The military aid we give Israel is not designed to protect a regime against its own citizens, as it is with regard to the aid to Jordan and Egypt. Our assistance to Israel is calculated to protect it from external enemies like Iran, sworn to its destruction.
The people of Israel may not love a particular American President or administration, but they love America and what we stand for. And Israel helps America -- with intelligence gathering, development of military weapons, cybertechnology defense and in numerous other ways. The relationship is a model of symbiosis.
But recent events in the Mideast, particularly the haste with which we abandoned Mubarak, our most loyal Arab ally, has raised questions among some Israelis as to whether Israel can always count on the United States.
Skeptical Israelis wonder how this, or any other, American administration would react to a demand from the Arab street across the entire Middle East or the United States to abandon Israel. This demand could come even if Israel makes peace with the Palestinians and agrees to permanent borders, since Islamic radicals don't recognize Israel's right to exist within any borders. Israelis recall how quickly we abandoned the shah and how responsive our government has been to the demands of protesters in Tunisia and Egypt.
Israelis wants real democracy among its Arab neighbors, but they fear that elections alone -- particularly elections that put groups like Hamas, Hezbollah and the Muslim Brotherhood in power -- will produce anything but real democracy. Hamas' violent takeover in Gaza provides the negative model that they fear will emerge from the Egyptian chaos.
While recognizing the enormous difference between democratic Israel and the tyrannical regimes against which the Arab street is now rising, these concerned Israelis are contemplating a worst case scenario. They fear that history has shown that a friend in desperate need is a friend often betrayed by superpowers.

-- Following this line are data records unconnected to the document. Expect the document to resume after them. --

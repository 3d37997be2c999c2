//! Control-socket wire format and the blocking client the CLI uses.
//!
//! One JSON object per line in each direction:
//!
//! ```text
//! > {"cmd":"sync"}
//! < {"ok":true,"data":{"clients_seen":3,"confirmed":["alice"],...}}
//! > {"cmd":"sync"}
//! < {"ok":false,"error":"sync cycle exceeded its 30s deadline"}
//! ```

use std::io::{BufRead, BufReader, ErrorKind, Write};
use std::os::unix::net::UnixStream;
use std::path::{Path, PathBuf};
use std::thread::sleep;
use std::time::Duration;

use serde::de::DeserializeOwned;
use serde::{Deserialize, Serialize};

use ovpn_core::paths::socket_path;
use ovpn_sync::CycleSummary;

use crate::error::{io_err, DaemonError};
use crate::state::DaemonStatus;

const STATUS_ATTEMPTS: u32 = 5;
const STATUS_RETRY_DELAY: Duration = Duration::from_millis(100);

/// A control command, tagged on the wire as `{"cmd":"<name>"}`.
#[derive(Debug, Clone, Copy, PartialEq, Eq, Serialize, Deserialize)]
#[serde(tag = "cmd", rename_all = "lowercase")]
pub enum DaemonRequest {
    Status,
    Sync,
    Stop,
}

/// One reply line. `data` is set on success, `error` on failure.
#[derive(Debug, Clone, PartialEq, Eq, Serialize, Deserialize)]
pub struct DaemonResponse<T> {
    pub ok: bool,
    #[serde(skip_serializing_if = "Option::is_none")]
    pub data: Option<T>,
    #[serde(skip_serializing_if = "Option::is_none")]
    pub error: Option<String>,
}

impl<T> DaemonResponse<T> {
    pub fn ok(data: T) -> Self {
        Self {
            ok: true,
            data: Some(data),
            error: None,
        }
    }

    pub fn error(message: impl Into<String>) -> Self {
        Self {
            ok: false,
            data: None,
            error: Some(message.into()),
        }
    }

    /// The payload, or the daemon's own message as [`DaemonError::Protocol`].
    pub fn into_result(self) -> Result<T, DaemonError> {
        match (self.ok, self.data) {
            (true, Some(data)) => Ok(data),
            (true, None) => Err(DaemonError::Protocol(
                "daemon reply carried no data".to_string(),
            )),
            (false, _) => Err(DaemonError::Protocol(
                self.error
                    .unwrap_or_else(|| "daemon reported an unspecified failure".to_string()),
            )),
        }
    }
}

impl<T> From<Result<T, String>> for DaemonResponse<T> {
    fn from(outcome: Result<T, String>) -> Self {
        match outcome {
            Ok(data) => Self::ok(data),
            Err(message) => Self::error(message),
        }
    }
}

/// Payload of a successful `stop`.
#[derive(Debug, Clone, Copy, PartialEq, Eq, Serialize, Deserialize)]
pub struct StopAck {
    pub stopping: bool,
}

/// Blocking client for the daemon that owns `<home>/.ovpnadm/run/daemon.sock`.
#[derive(Debug, Clone)]
pub struct DaemonClient {
    socket: PathBuf,
}

impl DaemonClient {
    pub fn new(home: &Path) -> Self {
        Self {
            socket: socket_path(home),
        }
    }

    pub fn socket(&self) -> &Path {
        &self.socket
    }

    /// Send `request` and decode the reply's payload as `T`.
    pub fn call<T: DeserializeOwned>(&self, request: DaemonRequest) -> Result<T, DaemonError> {
        let reply = self.exchange(request)?;
        serde_json::from_str::<DaemonResponse<T>>(reply.trim_end())?.into_result()
    }

    /// Retries briefly so a daemon still binding its socket is not reported as down.
    pub fn status(&self) -> Result<DaemonStatus, DaemonError> {
        let mut attempt = 1;
        loop {
            match self.call(DaemonRequest::Status) {
                Err(DaemonError::DaemonNotRunning { .. }) if attempt < STATUS_ATTEMPTS => {
                    attempt += 1;
                    sleep(STATUS_RETRY_DELAY);
                }
                other => return other,
            }
        }
    }

    pub fn sync(&self) -> Result<CycleSummary, DaemonError> {
        self.call(DaemonRequest::Sync)
    }

    pub fn stop(&self) -> Result<(), DaemonError> {
        self.call::<StopAck>(DaemonRequest::Stop).map(|_| ())
    }

    fn exchange(&self, request: DaemonRequest) -> Result<String, DaemonError> {
        let stream = self.connect()?;
        let mut frame = serde_json::to_vec(&request)?;
        frame.push(b'\n');
        (&stream)
            .write_all(&frame)
            .map_err(|e| io_err(&self.socket, e))?;

        let mut reply = String::new();
        match BufReader::new(&stream).read_line(&mut reply) {
            Ok(0) => Err(DaemonError::Protocol(
                "daemon hung up without replying".to_string(),
            )),
            Ok(_) => Ok(reply),
            Err(e) => Err(io_err(&self.socket, e)),
        }
    }

    fn connect(&self) -> Result<UnixStream, DaemonError> {
        UnixStream::connect(&self.socket).map_err(|err| match err.kind() {
            ErrorKind::NotFound | ErrorKind::ConnectionRefused | ErrorKind::ConnectionReset => {
                DaemonError::DaemonNotRunning {
                    socket: self.socket.clone(),
                }
            }
            _ => io_err(&self.socket, err),
        })
    }
}

pub fn request_status(home: &Path) -> Result<DaemonStatus, DaemonError> {
    DaemonClient::new(home).status()
}

/// Queue a cycle on the daemon and wait for its summary.
pub fn request_sync(home: &Path) -> Result<CycleSummary, DaemonError> {
    DaemonClient::new(home).sync()
}

pub fn request_stop(home: &Path) -> Result<(), DaemonError> {
    DaemonClient::new(home).stop()
}

#[cfg(test)]
mod tests {
    use super::*;
    use tempfile::TempDir;

    #[test]
    fn commands_are_tagged_by_name() {
        assert_eq!(
            serde_json::to_string(&DaemonRequest::Sync).expect("encode"),
            r#"{"cmd":"sync"}"#
        );
        let decoded: DaemonRequest = serde_json::from_str(r#"{"cmd":"stop"}"#).expect("decode");
        assert_eq!(decoded, DaemonRequest::Stop);
        assert!(serde_json::from_str::<DaemonRequest>(r#"{"cmd":"reboot"}"#).is_err());
    }

    #[test]
    fn failure_reply_has_no_data_field() {
        let reply = DaemonResponse::<CycleSummary>::from(Err("boom".to_string()));
        let wire = serde_json::to_value(&reply).expect("encode");
        assert_eq!(wire, serde_json::json!({"ok": false, "error": "boom"}));
    }

    #[test]
    fn daemon_message_surfaces_as_protocol_error() {
        let reply: DaemonResponse<CycleSummary> =
            serde_json::from_str(r#"{"ok":false,"error":"cycle timed out"}"#).expect("decode");
        let err = reply.into_result().unwrap_err();
        assert!(matches!(err, DaemonError::Protocol(msg) if msg == "cycle timed out"));
    }

    #[test]
    fn success_without_payload_is_rejected() {
        let reply: DaemonResponse<StopAck> = serde_json::from_str(r#"{"ok":true}"#).expect("decode");
        assert!(matches!(reply.into_result(), Err(DaemonError::Protocol(_))));
    }

    #[test]
    fn summary_payload_decodes_typed() {
        let line = r#"{"ok":true,"data":{"started_at":null,"log_time":null,"clients_seen":1,
            "confirmed":["bob"],"disconnected":[],"sessions_opened":1,"sessions_updated":0,
            "sessions_finalized":0,"unknown_clients":[],"failures":[],"skipped_lines":0,
            "duration_ms":3}}"#;
        let reply: DaemonResponse<CycleSummary> = serde_json::from_str(line).expect("decode");
        let summary = reply.into_result().expect("summary");
        assert_eq!(summary.confirmed, vec!["bob".to_string()]);
        assert_eq!(summary.sessions_opened, 1);
    }

    #[test]
    fn absent_socket_means_not_running() {
        let home = TempDir::new().expect("home");
        let client = DaemonClient::new(home.path());
        assert!(client.socket().ends_with("daemon.sock"));
        let err = client.sync().unwrap_err();
        assert!(matches!(err, DaemonError::DaemonNotRunning { .. }));
    }
}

This skepticism is not necessarily fueled by any criticism of the United States, but rather by a realistic recognition that America has its own national interests which it will always place over the interests of even its staunchest allies. The United States is, for better or worse, the world's most important superpower, and it must necessarily serve as a kind of policeman to the entire world.
Most Americans believe that it will always be in America's interests to support Israel because of its commitment to values akin to our own. But there are some Americans -- from those on the extreme right like Sen. Rand Paul, to so-called realists like Stephen Walt and John Mearsheimer, to those on the extreme left, like Noam Chomsky -- who would see no problem in abandoning Israel at the drop of a keffiyeh.
Accordingly, though most Israelis believe that America will always support its survival, many refuse to count on it. That's why they developed a long term strategy of self-reliance. The attitude of many Israelis can perhaps best be summed up by the important lesson Elie Wiesel has taught all Jews to learn from the Holocaust: "Always believe the threat of your enemies more than the promises of your friends."
The threats being made by the Muslim Brotherhood to destroy the Jewish state by force must be taken seriously. The promises by the United States to stand behind Israel, though I believe they will remain true, must necessarily be viewed skeptically by Israelis. Israel must always be prepared to defend itself.
Dershowitz, a professor at Harvard Law School, is author of "Trials of Zion."